WHAT THE TASK ASKS:
Sort through the entries below and pull out lines containing the word "does".

Stored data entries:
**********

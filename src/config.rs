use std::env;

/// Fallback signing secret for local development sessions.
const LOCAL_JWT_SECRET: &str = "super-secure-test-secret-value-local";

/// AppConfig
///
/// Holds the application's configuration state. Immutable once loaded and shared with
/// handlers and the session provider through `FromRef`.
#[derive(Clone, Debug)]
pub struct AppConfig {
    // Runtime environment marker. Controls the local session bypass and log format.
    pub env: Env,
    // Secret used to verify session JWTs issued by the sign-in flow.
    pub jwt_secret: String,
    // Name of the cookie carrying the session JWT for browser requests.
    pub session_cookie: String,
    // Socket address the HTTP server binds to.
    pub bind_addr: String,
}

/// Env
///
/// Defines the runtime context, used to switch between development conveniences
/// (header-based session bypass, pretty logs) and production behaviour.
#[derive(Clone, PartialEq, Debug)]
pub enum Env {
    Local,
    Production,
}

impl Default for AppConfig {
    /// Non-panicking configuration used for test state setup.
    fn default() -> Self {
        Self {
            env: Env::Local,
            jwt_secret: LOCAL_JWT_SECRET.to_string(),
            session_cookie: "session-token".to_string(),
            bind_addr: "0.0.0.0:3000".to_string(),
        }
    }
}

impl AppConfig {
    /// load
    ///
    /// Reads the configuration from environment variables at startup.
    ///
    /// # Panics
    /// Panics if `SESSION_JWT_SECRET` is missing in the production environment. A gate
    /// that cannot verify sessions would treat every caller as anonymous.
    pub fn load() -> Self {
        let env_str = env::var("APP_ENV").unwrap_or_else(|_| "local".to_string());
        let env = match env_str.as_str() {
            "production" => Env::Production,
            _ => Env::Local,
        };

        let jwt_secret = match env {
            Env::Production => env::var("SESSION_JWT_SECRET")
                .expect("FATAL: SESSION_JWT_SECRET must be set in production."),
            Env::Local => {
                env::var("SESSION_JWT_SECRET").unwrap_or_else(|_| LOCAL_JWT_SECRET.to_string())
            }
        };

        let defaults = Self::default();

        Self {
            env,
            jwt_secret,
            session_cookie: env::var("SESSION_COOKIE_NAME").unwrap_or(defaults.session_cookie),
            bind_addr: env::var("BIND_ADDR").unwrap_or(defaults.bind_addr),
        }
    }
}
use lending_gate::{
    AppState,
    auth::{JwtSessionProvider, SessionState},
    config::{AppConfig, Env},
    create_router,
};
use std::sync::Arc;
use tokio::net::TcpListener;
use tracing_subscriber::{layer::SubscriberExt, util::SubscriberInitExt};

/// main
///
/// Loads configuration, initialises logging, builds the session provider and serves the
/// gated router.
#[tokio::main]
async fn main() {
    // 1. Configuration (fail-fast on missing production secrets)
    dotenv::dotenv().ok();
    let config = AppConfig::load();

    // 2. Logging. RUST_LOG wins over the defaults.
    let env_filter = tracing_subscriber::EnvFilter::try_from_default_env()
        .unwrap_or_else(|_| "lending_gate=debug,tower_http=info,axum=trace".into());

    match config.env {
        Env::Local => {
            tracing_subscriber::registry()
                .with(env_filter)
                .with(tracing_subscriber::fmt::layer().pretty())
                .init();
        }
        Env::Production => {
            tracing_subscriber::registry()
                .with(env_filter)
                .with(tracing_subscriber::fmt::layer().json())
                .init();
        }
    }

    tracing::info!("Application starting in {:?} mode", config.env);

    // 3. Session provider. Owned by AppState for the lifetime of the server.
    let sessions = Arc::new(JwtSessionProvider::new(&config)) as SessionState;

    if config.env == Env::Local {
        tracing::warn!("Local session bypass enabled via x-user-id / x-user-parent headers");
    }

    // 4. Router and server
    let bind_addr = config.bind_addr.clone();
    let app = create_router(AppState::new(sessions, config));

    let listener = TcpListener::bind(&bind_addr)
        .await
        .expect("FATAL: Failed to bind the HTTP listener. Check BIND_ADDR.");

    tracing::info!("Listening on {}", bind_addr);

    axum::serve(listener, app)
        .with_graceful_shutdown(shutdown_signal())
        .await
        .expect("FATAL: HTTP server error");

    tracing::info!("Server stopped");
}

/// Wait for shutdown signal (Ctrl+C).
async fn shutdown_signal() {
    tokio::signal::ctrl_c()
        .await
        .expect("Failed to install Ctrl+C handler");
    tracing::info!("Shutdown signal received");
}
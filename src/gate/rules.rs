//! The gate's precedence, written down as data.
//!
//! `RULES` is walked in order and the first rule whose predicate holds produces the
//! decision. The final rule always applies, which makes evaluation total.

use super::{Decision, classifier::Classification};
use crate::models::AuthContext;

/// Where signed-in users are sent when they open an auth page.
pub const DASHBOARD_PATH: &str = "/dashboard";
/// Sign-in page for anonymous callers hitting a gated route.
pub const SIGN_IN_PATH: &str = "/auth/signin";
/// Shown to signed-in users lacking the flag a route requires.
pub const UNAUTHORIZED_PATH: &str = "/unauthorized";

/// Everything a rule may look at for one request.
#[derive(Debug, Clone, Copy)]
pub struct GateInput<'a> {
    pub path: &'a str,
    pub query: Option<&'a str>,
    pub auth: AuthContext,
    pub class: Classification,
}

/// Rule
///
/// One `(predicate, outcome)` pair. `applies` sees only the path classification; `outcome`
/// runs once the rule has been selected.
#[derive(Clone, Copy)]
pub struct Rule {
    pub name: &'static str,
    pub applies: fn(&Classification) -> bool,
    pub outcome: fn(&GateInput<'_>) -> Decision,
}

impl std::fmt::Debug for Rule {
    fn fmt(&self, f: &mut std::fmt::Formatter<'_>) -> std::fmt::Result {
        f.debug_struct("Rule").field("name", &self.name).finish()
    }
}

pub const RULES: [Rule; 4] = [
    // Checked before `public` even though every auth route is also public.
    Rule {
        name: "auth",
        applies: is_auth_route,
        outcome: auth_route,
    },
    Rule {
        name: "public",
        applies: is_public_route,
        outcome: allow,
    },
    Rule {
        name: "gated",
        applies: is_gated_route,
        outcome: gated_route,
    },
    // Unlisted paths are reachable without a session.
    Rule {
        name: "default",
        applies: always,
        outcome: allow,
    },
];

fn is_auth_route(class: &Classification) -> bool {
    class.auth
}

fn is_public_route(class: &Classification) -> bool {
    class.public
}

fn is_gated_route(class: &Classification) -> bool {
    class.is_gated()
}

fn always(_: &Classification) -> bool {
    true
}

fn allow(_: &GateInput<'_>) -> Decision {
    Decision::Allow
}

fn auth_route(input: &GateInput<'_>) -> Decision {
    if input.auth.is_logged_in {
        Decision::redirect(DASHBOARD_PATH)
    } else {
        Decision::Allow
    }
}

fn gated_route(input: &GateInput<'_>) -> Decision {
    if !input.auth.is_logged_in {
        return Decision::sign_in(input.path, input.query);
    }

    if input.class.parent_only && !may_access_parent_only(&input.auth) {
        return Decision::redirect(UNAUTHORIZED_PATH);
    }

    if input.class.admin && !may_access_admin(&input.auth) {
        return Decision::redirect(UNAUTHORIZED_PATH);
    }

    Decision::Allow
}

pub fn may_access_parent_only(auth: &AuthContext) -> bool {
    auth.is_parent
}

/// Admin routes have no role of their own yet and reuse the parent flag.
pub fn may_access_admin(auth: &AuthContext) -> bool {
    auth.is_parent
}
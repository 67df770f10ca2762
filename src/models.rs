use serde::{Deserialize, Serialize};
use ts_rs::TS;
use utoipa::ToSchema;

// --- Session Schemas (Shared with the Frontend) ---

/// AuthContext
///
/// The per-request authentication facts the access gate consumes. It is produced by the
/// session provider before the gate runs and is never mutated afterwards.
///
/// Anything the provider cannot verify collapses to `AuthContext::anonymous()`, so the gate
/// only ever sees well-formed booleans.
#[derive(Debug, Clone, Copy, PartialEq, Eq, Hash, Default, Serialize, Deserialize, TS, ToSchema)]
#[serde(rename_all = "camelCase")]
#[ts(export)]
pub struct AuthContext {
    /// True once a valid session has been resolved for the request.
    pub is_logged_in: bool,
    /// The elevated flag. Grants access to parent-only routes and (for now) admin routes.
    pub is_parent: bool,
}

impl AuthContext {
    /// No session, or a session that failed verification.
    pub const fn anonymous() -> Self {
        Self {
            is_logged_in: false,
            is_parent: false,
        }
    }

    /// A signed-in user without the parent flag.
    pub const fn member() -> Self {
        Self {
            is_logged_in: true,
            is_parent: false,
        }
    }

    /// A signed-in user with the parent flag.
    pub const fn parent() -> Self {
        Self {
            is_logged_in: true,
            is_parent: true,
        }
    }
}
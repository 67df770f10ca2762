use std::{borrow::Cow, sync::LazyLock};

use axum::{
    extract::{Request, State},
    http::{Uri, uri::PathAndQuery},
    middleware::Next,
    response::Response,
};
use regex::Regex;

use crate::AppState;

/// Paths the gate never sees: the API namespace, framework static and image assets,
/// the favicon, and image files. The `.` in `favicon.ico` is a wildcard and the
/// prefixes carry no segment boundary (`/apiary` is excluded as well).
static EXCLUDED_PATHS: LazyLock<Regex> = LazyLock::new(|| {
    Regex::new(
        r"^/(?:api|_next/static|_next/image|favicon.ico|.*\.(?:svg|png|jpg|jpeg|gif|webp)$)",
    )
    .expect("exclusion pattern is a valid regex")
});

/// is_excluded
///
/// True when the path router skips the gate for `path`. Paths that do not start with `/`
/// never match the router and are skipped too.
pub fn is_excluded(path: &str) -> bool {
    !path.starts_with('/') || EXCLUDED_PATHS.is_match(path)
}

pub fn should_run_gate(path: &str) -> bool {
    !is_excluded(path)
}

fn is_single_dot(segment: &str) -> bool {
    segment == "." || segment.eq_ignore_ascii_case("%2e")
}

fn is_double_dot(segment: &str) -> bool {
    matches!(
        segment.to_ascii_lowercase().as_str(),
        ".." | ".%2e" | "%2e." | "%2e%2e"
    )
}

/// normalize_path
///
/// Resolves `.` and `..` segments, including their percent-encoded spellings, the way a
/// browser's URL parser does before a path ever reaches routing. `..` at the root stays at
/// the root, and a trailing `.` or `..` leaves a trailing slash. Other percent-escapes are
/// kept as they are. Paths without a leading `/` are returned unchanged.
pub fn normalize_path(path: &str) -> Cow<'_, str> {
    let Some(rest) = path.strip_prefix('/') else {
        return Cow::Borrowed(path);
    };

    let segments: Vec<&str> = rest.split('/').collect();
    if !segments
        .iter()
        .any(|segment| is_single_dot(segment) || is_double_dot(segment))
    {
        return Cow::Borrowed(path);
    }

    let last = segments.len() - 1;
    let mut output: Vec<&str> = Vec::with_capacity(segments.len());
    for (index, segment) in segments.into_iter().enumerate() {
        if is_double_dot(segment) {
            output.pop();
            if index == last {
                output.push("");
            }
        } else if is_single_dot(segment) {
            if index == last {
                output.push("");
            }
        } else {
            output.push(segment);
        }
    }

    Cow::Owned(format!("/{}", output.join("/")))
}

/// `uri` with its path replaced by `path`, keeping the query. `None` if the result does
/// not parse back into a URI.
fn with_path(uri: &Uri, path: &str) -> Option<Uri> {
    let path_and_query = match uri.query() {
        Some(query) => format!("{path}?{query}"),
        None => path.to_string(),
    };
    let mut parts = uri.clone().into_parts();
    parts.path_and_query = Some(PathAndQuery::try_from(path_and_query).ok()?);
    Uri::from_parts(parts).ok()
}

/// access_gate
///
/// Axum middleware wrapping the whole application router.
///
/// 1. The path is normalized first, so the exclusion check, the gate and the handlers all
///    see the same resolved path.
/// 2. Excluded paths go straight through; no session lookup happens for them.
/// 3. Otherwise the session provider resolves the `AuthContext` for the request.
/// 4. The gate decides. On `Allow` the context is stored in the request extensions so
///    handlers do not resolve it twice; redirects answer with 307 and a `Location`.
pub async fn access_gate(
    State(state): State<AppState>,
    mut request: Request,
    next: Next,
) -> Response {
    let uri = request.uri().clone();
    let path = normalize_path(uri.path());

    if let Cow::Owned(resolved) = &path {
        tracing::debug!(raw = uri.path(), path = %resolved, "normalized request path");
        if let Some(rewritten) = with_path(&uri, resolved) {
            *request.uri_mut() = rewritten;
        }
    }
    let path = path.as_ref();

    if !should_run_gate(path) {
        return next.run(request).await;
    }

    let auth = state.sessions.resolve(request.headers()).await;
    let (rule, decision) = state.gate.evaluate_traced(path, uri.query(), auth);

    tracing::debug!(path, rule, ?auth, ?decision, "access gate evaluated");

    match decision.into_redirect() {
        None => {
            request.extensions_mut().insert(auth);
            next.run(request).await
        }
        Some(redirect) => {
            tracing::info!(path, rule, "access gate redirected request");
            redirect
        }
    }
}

**********

REPLY:
/// browser's URL parser does before a path ever reaches routing. `..` at the root stays at
/// `uri` with its path replaced by `path`, keeping the query. `None` if the result does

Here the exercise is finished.